TASK TO CARRY OUT - Transcribe, word for word and without additions, each line below from the one containing "self.bytes.extend_from_slice(&other.bytes);" through the one containing "let offset = len % 8;", both ends included.

RECORDS FOR PROCESSING -
+-------+

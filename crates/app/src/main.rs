//! prefix-code: build a code, encode, validate, decode, verify.
//!
//! Pipeline: config -> code book -> encode -> code trie -> validate ->
//! decode -> compare with the input text.

mod code_gen;
mod config;

use std::error::Error;
use std::process::ExitCode;

use clap::Parser;
use prefix_code_core::{CodeBook, CodeTrie};
use rand::SeedableRng;
use rand_chacha::ChaCha8Rng;
use tracing::{info, warn};
use tracing_subscriber::EnvFilter;

use crate::config::{Args, CodeSource, Config};

fn main() -> ExitCode {
    let args = Args::parse();

    let filter = match &args.log {
        Some(directives) => EnvFilter::new(directives),
        None => EnvFilter::try_from_default_env().unwrap_or_else(|_| EnvFilter::new("warn")),
    };
    tracing_subscriber::fmt()
        .with_env_filter(filter)
        .with_writer(std::io::stderr)
        .init();

    let config = match Config::from_args(args) {
        Ok(config) => config,
        Err(e) => {
            eprintln!("error: {e}");
            eprintln!("Run with --help for usage");
            return ExitCode::from(2);
        }
    };

    match run(&config) {
        Ok(()) => ExitCode::SUCCESS,
        Err(e) => {
            eprintln!("✗ {e}");
            ExitCode::FAILURE
        }
    }
}

fn run(config: &Config) -> Result<(), Box<dyn Error>> {
    if config.print_config {
        config.print();
    }

    // The code seed is offset from the config seed so the code shape does
    // not repeat the draws that picked the alphabet and text.
    let book = match &config.code {
        CodeSource::Manual(pairs) => pairs.iter().cloned().collect::<CodeBook>(),
        CodeSource::Random(alphabet) => {
            let mut rng = ChaCha8Rng::seed_from_u64(config.seed.wrapping_add(1));
            code_gen::random_code(alphabet, &mut rng)
        }
    };
    info!(symbols = book.len(), seed = config.seed, "code book ready");

    if config.print_stats {
        book.stats().print_summary();
    }

    let encoded = if config.strict {
        book.encode_strict(&config.text)?
    } else {
        let (encoded, stats) = book.encode_with_stats(&config.text);
        if !stats.is_lossless() {
            warn!(
                skipped = stats.symbols_skipped,
                "text contains symbols without a codeword; they were dropped"
            );
        }
        if config.print_stats {
            stats.print_summary();
        }
        encoded
    };
    info!(bits = encoded.len(), "encoded");

    let trie = CodeTrie::from_code_book(&book);
    if !trie.is_valid() {
        return Err(format!(
            "code is not a complete prefix-free code ({} prefix conflicts, {} reachable symbols of {})",
            trie.conflicts(),
            trie.leaf_count(),
            book.len()
        )
        .into());
    }

    let decoded = trie.decode(&encoded)?;

    let expected: String = config.text.chars().filter(|&c| book.contains(c)).collect();
    if decoded != expected {
        return Err(format!(
            "round trip mismatch: decoded {} symbols, expected {}",
            decoded.chars().count(),
            expected.chars().count()
        )
        .into());
    }

    println!("✓ Round trip succeeded");
    println!(
        "  {} symbols -> {} bits -> {} symbols",
        config.text.chars().count(),
        encoded.len(),
        decoded.chars().count()
    );
    Ok(())
}
//! prefix-code-core: prefix-free binary codes for a finite alphabet
//!
//! This library provides the two structures behind table-driven entropy
//! coding:
//! - A code book mapping each symbol to its codeword, used to encode text
//! - A code trie whose root-to-leaf paths are the codewords, used to
//!   validate the code and to decode bit sequences
//!
//! # Architecture
//!
//! - `bits`: Packed bit sequences (codewords and encoded messages)
//! - `codebook`: Symbol → codeword search tree, encode
//! - `node`: Trie node sum type and its validity predicate
//! - `trie`: Code trie construction, validation, streaming decode
//! - `stats`: Codeword length and encode statistics
//!
//! # Design Principles
//!
//! - **No panics**: Checked operations return structured errors
//! - **Absence is a value**: Unknown symbols are `None`/`false`, an
//!   ill-formed trie is `is_valid() == false`
//! - **Deterministic**: Traversal order is ascending by symbol, so the same
//!   code book always builds the same trie
//!
//! Optimal (frequency-driven) code construction is out of scope; any
//! prefix-free assignment can be loaded into a [`CodeBook`].

pub mod bits;
pub mod codebook;
pub mod error;
pub mod node;
pub mod stats;
pub mod trie;

// Re-export commonly used types
pub use bits::BitSequence;
pub use codebook::CodeBook;
pub use error::{Error, Result};
pub use node::TrieNode;
pub use trie::CodeTrie;
//! Packed bit sequences.
//!
//! `BitSequence` is the container every codeword and every encoded message
//! lives in. Bits are stored MSB-first, eight to a byte, with an exact bit
//! length alongside.
//!
//! # Padding Rules
//! - The unused low bits of the final byte are always zero
//! - Equality therefore compares content and length, never padding
//!
//! # Example
//! ```
//! use prefix_code_core::bits::BitSequence;
//!
//! let mut seq: BitSequence = "10".parse().unwrap();
//! seq.append(&"11".parse().unwrap());
//! assert_eq!(seq.to_string(), "1011");
//! assert_eq!(seq.as_bytes(), &[0b1011_0000]);
//! ```

use std::fmt;
use std::str::FromStr;

use crate::error::{BitSeqError, Error};

/// An ordered, finite sequence of bits.
///
/// # Invariants
/// - `bytes.len() == ceil(bit_len / 8)`
/// - bits past `bit_len` in the last byte are zero
#[derive(Clone, Default, PartialEq, Eq, Hash)]
pub struct BitSequence {
    /// Packed bits, MSB-first
    bytes: Vec<u8>,
    /// Number of valid bits
    bit_len: usize,
}

impl BitSequence {
    /// Create an empty sequence.
    pub fn new() -> Self {
        Self {
            bytes: Vec::new(),
            bit_len: 0,
        }
    }

    /// Create an empty sequence with room for `bits` bits.
    pub fn with_capacity(bits: usize) -> Self {
        Self {
            bytes: Vec::with_capacity(bits.div_ceil(8)),
            bit_len: 0,
        }
    }

    /// Append one bit.
    pub fn push(&mut self, bit: bool) {
        let offset = self.bit_len % 8;
        if offset == 0 {
            self.bytes.push(0);
        }
        if bit {
            // A byte was pushed above whenever offset == 0, so last exists.
            if let Some(last) = self.bytes.last_mut() {
                *last |= 0x80 >> offset;
            }
        }
        self.bit_len += 1;
    }

    /// Append every bit of `other`, in order.
    ///
    /// When `self` is byte-aligned the bytes are copied directly; otherwise
    /// each of `other`'s bytes is split across two output bytes.
    pub fn append(&mut self, other: &BitSequence) {
        if other.bit_len == 0 {
            return;
        }

        let offset = self.bit_len % 8;
        if offset == 0 {
            self.bytes.extend_from_slice(&other.bytes);
        } else {
            for &byte in &other.bytes {
                // Top (8 - offset) bits complete the current partial byte
                if let Some(last) = self.bytes.last_mut() {
                    *last |= byte >> offset;
                }
                self.bytes.push(byte << (8 - offset));
            }
        }

        self.bit_len += other.bit_len;
        self.bytes.truncate(self.bit_len.div_ceil(8));
    }

    /// Shorten the sequence to its first `len` bits.
    ///
    /// Has no effect if `len` is not less than the current length.
    pub fn truncate(&mut self, len: usize) {
        if len >= self.bit_len {
            return;
        }
        self.bit_len = len;
        self.bytes.truncate(len.div_ceil(8));
        let offset = len % 8;
        if offset != 0 {
            if let Some(last) = self.bytes.last_mut() {
                *last &= 0xFF << (8 - offset);
            }
        }
    }

    /// Number of bits.
    pub fn len(&self) -> usize {
        self.bit_len
    }

    /// True if the sequence holds no bits.
    pub fn is_empty(&self) -> bool {
        self.bit_len == 0
    }

    /// Bit at `index`, or `None` past the end.
    pub fn get(&self, index: usize) -> Option<bool> {
        if index >= self.bit_len {
            return None;
        }
        Some(self.bytes[index / 8] & (0x80 >> (index % 8)) != 0)
    }

    /// Iterate the bits in insertion order.
    ///
    /// The sequence is not consumed, so iteration can be restarted at will.
    pub fn iter(&self) -> Bits<'_> {
        Bits {
            seq: self,
            position: 0,
        }
    }

    /// The packed bytes, MSB-first, final byte zero-padded.
    pub fn as_bytes(&self) -> &[u8] {
        &self.bytes
    }
}

impl fmt::Display for BitSequence {
    fn fmt(&self, f: &mut fmt::Formatter<'_>) -> fmt::Result {
        for bit in self {
            f.write_str(if bit { "1" } else { "0" })?;
        }
        Ok(())
    }
}

impl fmt::Debug for BitSequence {
    fn fmt(&self, f: &mut fmt::Formatter<'_>) -> fmt::Result {
        write!(f, "BitSequence({self})")
    }
}

/// Parse a string of `0` and `1`. Whitespace and `_` are ignored, so
/// `"0 10 11"` and `"0_10_11"` both parse to `01011`.
impl FromStr for BitSequence {
    type Err = Error;

    fn from_str(s: &str) -> Result<Self, Self::Err> {
        let mut seq = BitSequence::with_capacity(s.len());
        for (position, digit) in s.chars().enumerate() {
            match digit {
                '0' => seq.push(false),
                '1' => seq.push(true),
                '_' => {}
                c if c.is_whitespace() => {}
                _ => return Err(BitSeqError::InvalidDigit { digit, position }.into()),
            }
        }
        Ok(seq)
    }
}

impl FromIterator<bool> for BitSequence {
    fn from_iter<I: IntoIterator<Item = bool>>(iter: I) -> Self {
        let mut seq = BitSequence::new();
        seq.extend(iter);
        seq
    }
}

impl Extend<bool> for BitSequence {
    fn extend<I: IntoIterator<Item = bool>>(&mut self, iter: I) {
        for bit in iter {
            self.push(bit);
        }
    }
}

impl<'a> IntoIterator for &'a BitSequence {
    type Item = bool;
    type IntoIter = Bits<'a>;

    fn into_iter(self) -> Self::IntoIter {
        self.iter()
    }
}

/// Forward iterator over the bits of a [`BitSequence`].
#[derive(Debug, Clone)]
pub struct Bits<'a> {
    seq: &'a BitSequence,
    /// Index of the next bit to yield
    position: usize,
}

impl Iterator for Bits<'_> {
    type Item = bool;

    fn next(&mut self) -> Option<bool> {
        let bit = self.seq.get(self.position)?;
        self.position += 1;
        Some(bit)
    }

    fn size_hint(&self) -> (usize, Option<usize>) {
        let remaining = self.seq.len() - self.position;
        (remaining, Some(remaining))
    }
}

impl ExactSizeIterator for Bits<'_> {}

#[cfg(test)]
mod tests {
    use super::*;

    fn bits(s: &str) -> BitSequence {
        s.parse().unwrap()
    }

    #[test]
    fn test_push_packs_msb_first() {
        let seq: BitSequence = [true, false, true, true, false, false, true, false]
            .into_iter()
            .collect();
        assert_eq!(seq.as_bytes(), &[0b10110010]);
        assert_eq!(seq.len(), 8);
    }

    #[test]
    fn test_padding_is_zero() {
        let seq = bits("1");
        assert_eq!(seq.as_bytes(), &[0b10000000]);
    }

    #[test]
    fn test_empty() {
        let seq = BitSequence::new();
        assert!(seq.is_empty());
        assert_eq!(seq.iter().count(), 0);
        assert_eq!(seq.to_string(), "");
        assert_eq!(seq, bits(""));
    }

    #[test]
    fn test_append_aligned() {
        let mut seq = bits("10101011");
        seq.append(&bits("1111"));
        assert_eq!(seq.to_string(), "101010111111");
        assert_eq!(seq.as_bytes(), &[0b10101011, 0b11110000]);
    }

    #[test]
    fn test_append_unaligned() {
        let mut seq = bits("0");
        seq.append(&bits("10"));
        seq.append(&bits("11"));
        assert_eq!(seq, bits("01011"));
        assert_eq!(seq.as_bytes(), &[0b01011000]);
    }

    #[test]
    fn test_append_across_byte_boundary() {
        let mut seq = bits("101");
        seq.append(&bits("1100110011"));
        assert_eq!(seq.to_string(), "1011100110011");
        assert_eq!(seq.len(), 13);
        assert_eq!(seq.as_bytes().len(), 2);
    }

    #[test]
    fn test_append_empty() {
        let mut seq = bits("011");
        seq.append(&BitSequence::new());
        assert_eq!(seq, bits("011"));
    }

    #[test]
    fn test_equality_includes_length() {
        // Same packed byte, different lengths
        assert_ne!(bits("1"), bits("10"));
        assert_ne!(bits("0"), BitSequence::new());
    }

    #[test]
    fn test_truncate_clears_padding() {
        let mut seq = bits("1011 0111 11");
        seq.truncate(3);
        assert_eq!(seq, bits("101"));
        assert_eq!(seq.as_bytes(), &[0b1010_0000]);

        seq.truncate(8);
        assert_eq!(seq.len(), 3);

        seq.truncate(0);
        assert!(seq.is_empty());
        assert!(seq.as_bytes().is_empty());
    }

    #[test]
    fn test_get() {
        let seq = bits("0110");
        assert_eq!(seq.get(0), Some(false));
        assert_eq!(seq.get(1), Some(true));
        assert_eq!(seq.get(3), Some(false));
        assert_eq!(seq.get(4), None);
    }

    #[test]
    fn test_iteration_is_restartable() {
        let seq = bits("1101");
        let first: Vec<bool> = seq.iter().collect();
        let second: Vec<bool> = (&seq).into_iter().collect();
        assert_eq!(first, vec![true, true, false, true]);
        assert_eq!(first, second);
        assert_eq!(seq.iter().len(), 4);
    }

    #[test]
    fn test_parse_ignores_separators() {
        assert_eq!(bits("0 10 11"), bits("01011"));
        assert_eq!(bits("0_10_11"), bits("01011"));
    }

    #[test]
    fn test_parse_invalid_digit() {
        let result = "01x1".parse::<BitSequence>();
        assert_eq!(
            result,
            Err(Error::BitSeq(BitSeqError::InvalidDigit {
                digit: 'x',
                position: 2
            }))
        );
    }

    #[test]
    fn test_debug_format() {
        assert_eq!(format!("{:?}", bits("101")), "BitSequence(101)");
    }
}
//! Error types for prefix-code operations.
//!
//! Most conditions in this crate are reported as ordinary values: an unknown
//! symbol is `None`/`false`, a malformed trie is `is_valid() == false`. The
//! errors below cover the cases where a caller asked for a checked result.

use thiserror::Error;

/// Top-level error type for the crate.
///
/// Each variant corresponds to a failure domain:
/// - Bit sequence: parsing a textual bit string
/// - Code: strict encoding and checked decoding
#[derive(Debug, Clone, PartialEq, Eq, Error)]
pub enum Error {
    /// Bit sequence construction failed (e.g., a digit other than 0/1)
    #[error("bit sequence error: {0}")]
    BitSeq(#[from] BitSeqError),

    /// Encode or decode failed
    #[error("code error: {0}")]
    Code(#[from] CodeError),
}

/// Bit sequence errors.
#[derive(Debug, Clone, PartialEq, Eq, Error)]
pub enum BitSeqError {
    /// A character other than `0`, `1`, whitespace or `_` in a bit string
    #[error("invalid bit digit {digit:?} at position {position}")]
    InvalidDigit { digit: char, position: usize },
}

/// Encode/decode errors.
#[derive(Debug, Clone, PartialEq, Eq, Error)]
pub enum CodeError {
    /// Strict encoding met a symbol that has no codeword
    #[error("symbol {symbol:?} at position {position} has no codeword")]
    UnknownSymbol { symbol: char, position: usize },

    /// Decoding tried to follow a branch the trie does not have
    #[error("no branch for bit at position {position}")]
    MalformedSequence { position: usize },

    /// Input ended in the middle of a codeword
    #[error("sequence ends mid-codeword ({trailing_bits} trailing bits)")]
    IncompleteCodeword { trailing_bits: usize },
}

/// Type alias for Result with our Error type
pub type Result<T> = std::result::Result<T, Error>;
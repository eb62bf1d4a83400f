//! Known manifest files that carry a version

use crate::format::FileFormat;

/// One manifest kind discovery looks for in every scanned directory
#[derive(Debug, Clone, Copy, PartialEq, Eq)]
pub struct KnownManifest {
    pub filename: &'static str,
    pub format: FileFormat,
    /// Field address, empty for raw files
    pub field: &'static str,
    pub description: &'static str,
    /// Lower is tried first
    pub priority: u8,
}

/// Manifests in priority order
pub const KNOWN_MANIFESTS: &[KnownManifest] = &[
    KnownManifest {
        filename: "package.json",
        format: FileFormat::Json,
        field: "version",
        description: "Node.js package",
        priority: 1,
    },
    KnownManifest {
        filename: "composer.json",
        format: FileFormat::Json,
        field: "version",
        description: "PHP Composer package",
        priority: 2,
    },
    KnownManifest {
        filename: "Cargo.toml",
        format: FileFormat::Toml,
        field: "package.version",
        description: "Rust crate",
        priority: 3,
    },
    KnownManifest {
        filename: "pyproject.toml",
        format: FileFormat::Toml,
        field: "project.version",
        description: "Python project (PEP 621)",
        priority: 4,
    },
    KnownManifest {
        filename: "pyproject.toml",
        format: FileFormat::Toml,
        field: "tool.poetry.version",
        description: "Python project (Poetry)",
        priority: 5,
    },
    KnownManifest {
        filename: "Chart.yaml",
        format: FileFormat::Yaml,
        field: "version",
        description: "Helm chart",
        priority: 6,
    },
    KnownManifest {
        filename: "pubspec.yaml",
        format: FileFormat::Yaml,
        field: "version",
        description: "Dart/Flutter package",
        priority: 7,
    },
    KnownManifest {
        filename: "VERSION",
        format: FileFormat::Raw,
        field: "",
        description: "Plain version file",
        priority: 8,
    },
    KnownManifest {
        filename: "version.txt",
        format: FileFormat::Raw,
        field: "",
        description: "Plain version file",
        priority: 9,
    },
];

/// Catalog entries sorted by priority
pub fn known_manifests() -> Vec<&'static KnownManifest> {
    let mut manifests: Vec<&'static KnownManifest> = KNOWN_MANIFESTS.iter().collect();
    manifests.sort_by_key(|manifest| manifest.priority);
    manifests
}
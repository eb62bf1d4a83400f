//! `FileSystem` backed by `std::fs`

use std::fs::OpenOptions;
use std::io::Write;
use std::path::Path;

use crate::cancel::CancellationToken;
use crate::fs::traits::{DirEntry, FileStat, FileSystem, StorageError};

/// The real filesystem
#[derive(Debug, Clone, Copy, Default)]
pub struct OsFileSystem;

impl OsFileSystem {
    pub fn new() -> Self {
        Self
    }
}

impl FileSystem for OsFileSystem {
    fn stat(&self, path: &Path, cancel: &CancellationToken) -> Result<FileStat, StorageError> {
        cancel.check()?;
        let metadata = std::fs::metadata(path).map_err(|e| StorageError::io(path, e))?;
        Ok(FileStat {
            is_dir: metadata.is_dir(),
        })
    }

    fn read_file(&self, path: &Path, cancel: &CancellationToken) -> Result<Vec<u8>, StorageError> {
        cancel.check()?;
        std::fs::read(path).map_err(|e| StorageError::io(path, e))
    }

    fn write_file(
        &self,
        path: &Path,
        contents: &[u8],
        permissions: u32,
        cancel: &CancellationToken,
    ) -> Result<(), StorageError> {
        cancel.check()?;

        let mut options = OpenOptions::new();
        options.write(true).create(true).truncate(true);
        #[cfg(unix)]
        {
            use std::os::unix::fs::OpenOptionsExt;
            options.mode(permissions);
        }
        #[cfg(not(unix))]
        let _ = permissions;

        let mut file = options.open(path).map_err(|e| StorageError::io(path, e))?;
        file.write_all(contents)
            .map_err(|e| StorageError::io(path, e))?;
        Ok(())
    }

    fn read_dir(
        &self,
        path: &Path,
        cancel: &CancellationToken,
    ) -> Result<Vec<DirEntry>, StorageError> {
        cancel.check()?;

        let mut entries = Vec::new();
        for entry in std::fs::read_dir(path).map_err(|e| StorageError::io(path, e))? {
            let entry = entry.map_err(|e| StorageError::io(path, e))?;
            let Ok(file_type) = entry.file_type() else {
                continue;
            };
            entries.push(DirEntry {
                name: entry.file_name().to_string_lossy().into_owned(),
                is_dir: file_type.is_dir(),
            });
        }
        entries.sort_by(|a, b| a.name.cmp(&b.name));

        Ok(entries)
    }
}
//! Regex-capture adapter for versions embedded in source code

use std::ops::Range;

use regex::bytes::Regex;

use crate::format::traits::{FormatAdapter, FormatError, Locator};
use crate::format::types::FileFormat;

/// The version is the first capture group of the first match. Matching runs
/// over raw bytes, so the rest of the file need not be UTF-8. Writes replace
/// only that span; every other byte is left untouched and later matches are
/// not rewritten.
pub struct RegexAdapter;

impl RegexAdapter {
    fn compile(pattern: &str) -> Result<Regex, FormatError> {
        let regex = Regex::new(pattern)?;
        let found = regex.captures_len() - 1;
        if found != 1 {
            return Err(FormatError::CaptureGroupCount {
                pattern: pattern.to_string(),
                found,
            });
        }
        Ok(regex)
    }

    /// Byte range of the capture group in `content`
    fn locate(content: &[u8], pattern: &str) -> Result<Range<usize>, FormatError> {
        let regex = Self::compile(pattern)?;
        regex
            .captures(content)
            .and_then(|captures| captures.get(1))
            .map(|group| group.range())
            .ok_or_else(|| FormatError::NoMatch {
                pattern: pattern.to_string(),
            })
    }
}

impl FormatAdapter for RegexAdapter {
    fn format(&self) -> FileFormat {
        FileFormat::Regex
    }

    fn read(&self, content: &str, locator: Locator<'_>) -> Result<String, FormatError> {
        self.read_bytes(content.as_bytes(), locator)
    }

    fn write(
        &self,
        content: &str,
        locator: Locator<'_>,
        new_value: &str,
    ) -> Result<String, FormatError> {
        let written = self.write_bytes(content.as_bytes(), locator, new_value)?;
        Ok(String::from_utf8(written)?)
    }

    fn read_bytes(&self, content: &[u8], locator: Locator<'_>) -> Result<String, FormatError> {
        let pattern = locator.pattern(FileFormat::Regex)?;
        let span = Self::locate(content, pattern)?;
        // only the captured version has to be text
        Ok(String::from_utf8(content[span].to_vec())?)
    }

    fn write_bytes(
        &self,
        content: &[u8],
        locator: Locator<'_>,
        new_value: &str,
    ) -> Result<Vec<u8>, FormatError> {
        let pattern = locator.pattern(FileFormat::Regex)?;
        let span = Self::locate(content, pattern)?;

        let mut written = Vec::with_capacity(content.len() + new_value.len());
        written.extend_from_slice(&content[..span.start]);
        written.extend_from_slice(new_value.as_bytes());
        written.extend_from_slice(&content[span.end..]);
        Ok(written)
    }
}
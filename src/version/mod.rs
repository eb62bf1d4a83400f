//! Version file layer
//!
//! Reads and rewrites the version inside a single described file.
//!
//! # Modules
//!
//! - [`descriptor`]: `FileConfig`, the path / format / field / pattern descriptor
//! - [`reader`]: `VersionReader`, dispatches to the format adapter on read
//! - [`writer`]: `VersionWriter`, dispatches to the format adapter on write
//! - [`store`]: `VersionStore`, reader and writer sharing one storage
//! - [`semver`]: semantic version shape check used by discovery
//! - [`error`]: `VersionFileError`

pub mod descriptor;
pub mod error;
pub mod reader;
pub mod semver;
pub mod store;
pub mod writer;

pub use descriptor::FileConfig;
pub use error::VersionFileError;
pub use reader::{VersionInfo, VersionReader};
pub use store::VersionStore;
pub use writer::VersionWriter;
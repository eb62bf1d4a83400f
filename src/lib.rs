//! Discover version markers and manifests in a project tree, and read or
//! rewrite the version they carry.
//!
//! # Modules
//!
//! - [`discovery`]: tree walk, known-manifest catalog, `Discoverer`
//! - [`version`]: per-file read/write through a `FileConfig` descriptor
//! - [`format`]: JSON / YAML / TOML / raw / regex adapters
//! - [`field`]: dot-separated field addressing over parsed documents
//! - [`sync`]: apply one version to every sync candidate
//! - [`fs`]: storage abstraction with OS and in-memory backends
//! - [`config`]: discovery configuration
//! - [`cancel`]: cooperative cancellation

pub mod cancel;
pub mod config;
pub mod discovery;
pub mod field;
pub mod format;
pub mod fs;
pub mod sync;
pub mod version;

+-------+

REPLY TO THE EXERCISE -
            self.bytes.extend_from_slice(&other.bytes);
        } else {
            for &byte in &other.bytes {
                // Top (8 - offset) bits complete the current partial byte
                if let Some(last) = self.bytes.last_mut() {
                    *last |= byte >> offset;
                }
                self.bytes.push(byte << (8 - offset));
            }
        }

        self.bit_len += other.bit_len;
        self.bytes.truncate(self.bit_len.div_ceil(8));
    }

    /// Shorten the sequence to its first `len` bits.
    ///
    /// Has no effect if `len` is not less than the current length.
    pub fn truncate(&mut self, len: usize) {
        if len >= self.bit_len {
            return;
        }
        self.bit_len = len;
        self.bytes.truncate(len.div_ceil(8));
        let offset = len % 8;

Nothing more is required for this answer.